Not really, I use it for everything, the most performance intensive stuff I sometimes do is probably some 3d modeling (and rendering of it), game dev and just games I guess.
My (admittedly overkill) monitor setup, which includes a 100hz 3440x1440, 60hz 2560x1080, and 3x 60hz 1920x1080 monitors (one of which is my TV on the opposite side of the room). Edit: Oh, and a 1024x600 in-case monitor now too, for displaying an AIDA64 sensor panel.
And my old 1070Ti simply wasn't cutting it anymore (framerate wise) with that setup, especially for gaming at full resolution on the 1440p monitor, even with middling game quality settings. I now have a 3070Ti and it rarely goes above 70% utilization in games with Gsync/Vsync enabled (1440p at 100hz/100fps), even with absolutely maxed out game quality settings.
Wow! That's a setup :D. I am still working on a single 1920x1080 monitor at home, but that's a good point, at work I have a 4k + 2560x1440 monitor and there it definitely becomes more worthwhile.

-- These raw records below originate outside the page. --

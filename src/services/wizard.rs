//! Wizard service
//!
//! `WizardController` is the step state machine: a current step that only
//! moves through `advance`, `retreat`, `jump_to` and `restart`, always staying
//! within the step list. `WizardSession` wraps a controller for an interactive
//! run, recording transitions in the audit log and issuing a confirmation
//! number on submission.

use chrono::{Datelike, Utc};
use uuid::Uuid;

use crate::audit::{AuditEntry, AuditLogger};
use crate::error::DogwoodResult;
use crate::models::{BenefitStep, SessionId, StepStatus, Transition, WizardAction, WizardStep};

/// Linear step state machine
#[derive(Debug, Clone, Copy, PartialEq, Eq)]
pub struct WizardController<S: WizardStep = BenefitStep> {
    current: S,
}

impl<S: WizardStep> Default for WizardController<S> {
    fn default() -> Self {
        Self::new()
    }
}

impl<S: WizardStep> WizardController<S> {
    /// A controller at the first step
    pub fn new() -> Self {
        Self { current: S::first() }
    }

    pub fn current(&self) -> S {
        self.current
    }

    /// Current 1-based step number
    pub fn current_step(&self) -> usize {
        self.current.number()
    }

    pub fn total_steps(&self) -> usize {
        S::ALL.len()
    }

    /// Whether the terminal step has been reached
    pub fn is_complete(&self) -> bool {
        self.current == S::last()
    }

    fn set_step(&mut self, number: usize) -> usize {
        let clamped = number.clamp(1, self.total_steps());
        if let Some(step) = S::from_number(clamped) {
            self.current = step;
        }
        self.current_step()
    }

    /// Move forward one step, staying on the last step
    pub fn advance(&mut self) -> usize {
        self.set_step(self.current_step() + 1)
    }

    /// Move back one step, staying on the first step
    pub fn retreat(&mut self) -> usize {
        self.set_step(self.current_step().saturating_sub(1))
    }

    /// Jump to a step; out-of-range targets are clamped
    pub fn jump_to(&mut self, step: i64) -> usize {
        let total = self.total_steps() as i64;
        self.set_step(step.clamp(1, total) as usize)
    }

    /// Return to the first step from the terminal step; no-op elsewhere
    pub fn restart(&mut self) -> usize {
        if self.is_complete() {
            self.current = S::first();
        }
        self.current_step()
    }

    fn review_number(&self) -> Option<usize> {
        S::review().map(|r| r.number())
    }

    /// Actions the current step offers, in button order
    pub fn available_actions(&self) -> Vec<WizardAction> {
        let n = self.current_step();
        let total = self.total_steps();
        let mut actions = Vec::new();

        if n > 1 && n < total {
            actions.push(WizardAction::Back);
        }

        match self.review_number() {
            Some(review) if n == review => {
                actions.extend(
                    self.editable_steps()
                        .iter()
                        .map(|s| WizardAction::Edit(s.number() as i64)),
                );
                actions.push(WizardAction::Submit);
            }
            Some(review) if n < review => actions.push(WizardAction::Next),
            None if n < total => actions.push(WizardAction::Next),
            _ => {}
        }

        if n == total {
            actions.push(WizardAction::Restart);
        }

        actions
    }

    /// Whether an action is offered at the current step
    pub fn allows(&self, action: WizardAction) -> bool {
        self.available_actions().contains(&action)
    }

    /// Dispatch an action and report the step change
    ///
    /// `Submit` advances only from the review step and `Restart` only from
    /// the terminal step; both are no-ops elsewhere.
    pub fn apply(&mut self, action: WizardAction) -> Transition {
        let from = self.current_step();

        let to = match action {
            WizardAction::Next => self.advance(),
            WizardAction::Back => self.retreat(),
            WizardAction::Edit(step) => self.jump_to(step),
            WizardAction::Submit => {
                if self.review_number() == Some(from) {
                    self.advance()
                } else {
                    from
                }
            }
            WizardAction::Restart => self.restart(),
        };

        Transition { action, from, to }
    }

    /// Status of every step relative to the current one
    pub fn step_statuses(&self) -> Vec<(S, StepStatus)> {
        let current = self.current_step();

        S::ALL
            .iter()
            .map(|&step| {
                let status = match step.number().cmp(&current) {
                    std::cmp::Ordering::Less => StepStatus::Complete,
                    std::cmp::Ordering::Equal => StepStatus::Current,
                    std::cmp::Ordering::Greater => StepStatus::Upcoming,
                };
                (step, status)
            })
            .collect()
    }

    /// Steps the review screen links back to
    pub fn editable_steps(&self) -> Vec<S> {
        match S::review() {
            Some(review) => S::ALL.iter().copied().take_while(|s| *s != review).collect(),
            None => Vec::new(),
        }
    }
}

/// Format a confirmation number, e.g. `VA-2026-03847`
pub fn confirmation_number(year: i32, seed: &Uuid) -> String {
    format!("VA-{}-{:05}", year, seed.as_u128() % 100_000)
}

/// An interactive wizard run
pub struct WizardSession<S: WizardStep = BenefitStep> {
    id: SessionId,
    controller: WizardController<S>,
    logger: Option<AuditLogger>,
    confirmation: Option<String>,
}

impl<S: WizardStep> WizardSession<S> {
    /// Open a session at the first step, recording the start when logging
    pub fn start(logger: Option<AuditLogger>) -> DogwoodResult<Self> {
        let session = Self {
            id: SessionId::new(),
            controller: WizardController::new(),
            logger,
            confirmation: None,
        };

        if let Some(logger) = &session.logger {
            logger.log(&AuditEntry::started(session.id, S::first().label()))?;
        }

        Ok(session)
    }

    pub fn id(&self) -> SessionId {
        self.id
    }

    pub fn controller(&self) -> &WizardController<S> {
        &self.controller
    }

    pub fn current(&self) -> S {
        self.controller.current()
    }

    /// Confirmation number of the last submission, until restarted
    pub fn confirmation(&self) -> Option<&str> {
        self.confirmation.as_deref()
    }

    /// Apply an action, issuing a confirmation number on submission
    pub fn apply(&mut self, action: WizardAction) -> DogwoodResult<Transition> {
        let transition = self.controller.apply(action);
        let label = self.controller.current().label();

        let entry = match action {
            WizardAction::Submit if transition.changed() => {
                let number = confirmation_number(Utc::now().year(), &Uuid::new_v4());
                self.confirmation = Some(number.clone());
                AuditEntry::submitted(self.id, &transition, label, number)
            }
            WizardAction::Restart if transition.changed() => {
                self.confirmation = None;
                AuditEntry::transition(self.id, &transition, label)
            }
            _ => AuditEntry::transition(self.id, &transition, label),
        };

        if let Some(logger) = &self.logger {
            logger.log(&entry)?;
        }

        Ok(transition)
    }
}

#[cfg(test)]
mod tests {
    use super::*;
    use crate::audit::EventKind;
    use tempfile::TempDir;

    fn at(step: i64) -> WizardController {
        let mut wizard = WizardController::new();
        wizard.jump_to(step);
        wizard
    }

    #[test]
    fn test_starts_at_step_one() {
        let wizard: WizardController = WizardController::new();
        assert_eq!(wizard.current_step(), 1);
        assert_eq!(wizard.current(), BenefitStep::PersonalInfo);
        assert_eq!(wizard.total_steps(), 5);
    }

    #[test]
    fn test_advance_saturates_at_last_step() {
        let mut wizard = at(5);
        assert_eq!(wizard.advance(), 5);
        assert_eq!(wizard.advance(), 5);
    }

    #[test]
    fn test_retreat_saturates_at_first_step() {
        let mut wizard = at(1);
        assert_eq!(wizard.retreat(), 1);
    }

    #[test]
    fn test_advance_then_retreat_returns_except_at_end() {
        for start in 1..=5 {
            let mut wizard = at(start);
            wizard.advance();
            let back = wizard.retreat() as i64;
            if start < 5 {
                assert_eq!(back, start);
            } else {
                assert_eq!(back, 4);
            }
        }
    }

    #[test]
    fn test_review_edit_scenario() {
        let mut wizard: WizardController = WizardController::new();
        wizard.advance();
        wizard.advance();
        wizard.advance();
        assert_eq!(wizard.current(), BenefitStep::Review);

        assert_eq!(wizard.jump_to(2), 2);
        assert_eq!(wizard.advance(), 3);
    }

    #[test]
    fn test_jump_to_clamps() {
        let mut wizard: WizardController = WizardController::new();
        assert_eq!(wizard.jump_to(0), 1);
        assert_eq!(wizard.jump_to(-7), 1);
        assert_eq!(wizard.jump_to(99), 5);
        assert_eq!(wizard.jump_to(3), 3);
    }

    #[test]
    fn test_restart_only_from_confirmation() {
        let mut wizard = at(3);
        assert_eq!(wizard.restart(), 3);

        let mut wizard = at(5);
        assert_eq!(wizard.restart(), 1);
        assert!(!wizard.is_complete());
    }

    #[test]
    fn test_available_actions_per_step() {
        use WizardAction::*;

        assert_eq!(at(1).available_actions(), vec![Next]);
        assert_eq!(at(2).available_actions(), vec![Back, Next]);
        assert_eq!(at(3).available_actions(), vec![Back, Next]);
        assert_eq!(
            at(4).available_actions(),
            vec![Back, Edit(1), Edit(2), Edit(3), Submit]
        );
        assert_eq!(at(5).available_actions(), vec![Restart]);
    }

    #[test]
    fn test_apply_submit_only_from_review() {
        let mut wizard = at(2);
        let t = wizard.apply(WizardAction::Submit);
        assert!(!t.changed());

        let mut wizard = at(4);
        let t = wizard.apply(WizardAction::Submit);
        assert_eq!((t.from, t.to), (4, 5));
    }

    #[test]
    fn test_full_cycle_through_apply() {
        let mut wizard: WizardController = WizardController::new();
        for action in [
            WizardAction::Next,
            WizardAction::Next,
            WizardAction::Next,
            WizardAction::Edit(1),
            WizardAction::Next,
            WizardAction::Next,
            WizardAction::Next,
            WizardAction::Submit,
        ] {
            assert!(
                wizard.allows(action),
                "{} not offered at step {}",
                action,
                wizard.current_step()
            );
            wizard.apply(action);
        }
        assert!(wizard.is_complete());

        let t = wizard.apply(WizardAction::Restart);
        assert_eq!((t.from, t.to), (5, 1));
    }

    #[test]
    fn test_step_statuses() {
        let statuses = at(3).step_statuses();
        let only: Vec<_> = statuses.iter().map(|(_, s)| *s).collect();
        assert_eq!(
            only,
            vec![
                StepStatus::Complete,
                StepStatus::Complete,
                StepStatus::Current,
                StepStatus::Upcoming,
                StepStatus::Upcoming,
            ]
        );
    }

    #[test]
    fn test_editable_steps() {
        let wizard: WizardController = WizardController::new();
        assert_eq!(
            wizard.editable_steps(),
            vec![
                BenefitStep::PersonalInfo,
                BenefitStep::Household,
                BenefitStep::Income
            ]
        );
    }

    #[test]
    fn test_confirmation_number_format() {
        let number = confirmation_number(2026, &Uuid::from_u128(3847));
        assert_eq!(number, "VA-2026-03847");

        let number = confirmation_number(2026, &Uuid::new_v4());
        assert_eq!(number.len(), "VA-2026-00000".len());
    }

    #[test]
    fn test_session_submit_issues_confirmation() {
        let mut session: WizardSession = WizardSession::start(None).unwrap();
        for _ in 0..3 {
            session.apply(WizardAction::Next).unwrap();
        }
        assert!(session.confirmation().is_none());

        session.apply(WizardAction::Submit).unwrap();
        assert_eq!(session.current(), BenefitStep::Confirmation);
        assert!(session.confirmation().unwrap().starts_with("VA-"));

        session.apply(WizardAction::Restart).unwrap();
        assert!(session.confirmation().is_none());
        assert_eq!(session.controller().current_step(), 1);
    }

    #[test]
    fn test_session_writes_audit_log() {
        let temp = TempDir::new().unwrap();
        let logger = AuditLogger::new(temp.path().join("audit.log"));

        let mut session: WizardSession = WizardSession::start(Some(logger.clone())).unwrap();
        for _ in 0..3 {
            session.apply(WizardAction::Next).unwrap();
        }
        session.apply(WizardAction::Submit).unwrap();

        let entries = logger.read_session(session.id()).unwrap();
        assert_eq!(entries.len(), 5);
        assert_eq!(entries[0].event, EventKind::Start);
        assert_eq!(entries[4].event, EventKind::Submit);
        assert_eq!(entries[4].confirmation.as_deref(), session.confirmation());
        assert_eq!(entries[4].step_label, "Confirmation");
    }
}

This is similar to my upgrade path, from 1070 to 3070ti (last year), and my experience is the same, gaming on a 1440p monitor (currently running at 120hz though, vsync usually on). The 1070 was struggling, on games, VR and video encoding, as well as running unity with heavy scenes. The 3070ti can handle everything I need easily, games usually run on whatever max/ultra settings loadout they provide, though I rarely bother to explore the highest most outrageous forms of antialiasing that are sometimes provided. No more lag in Beat Saber, and raytracing works well.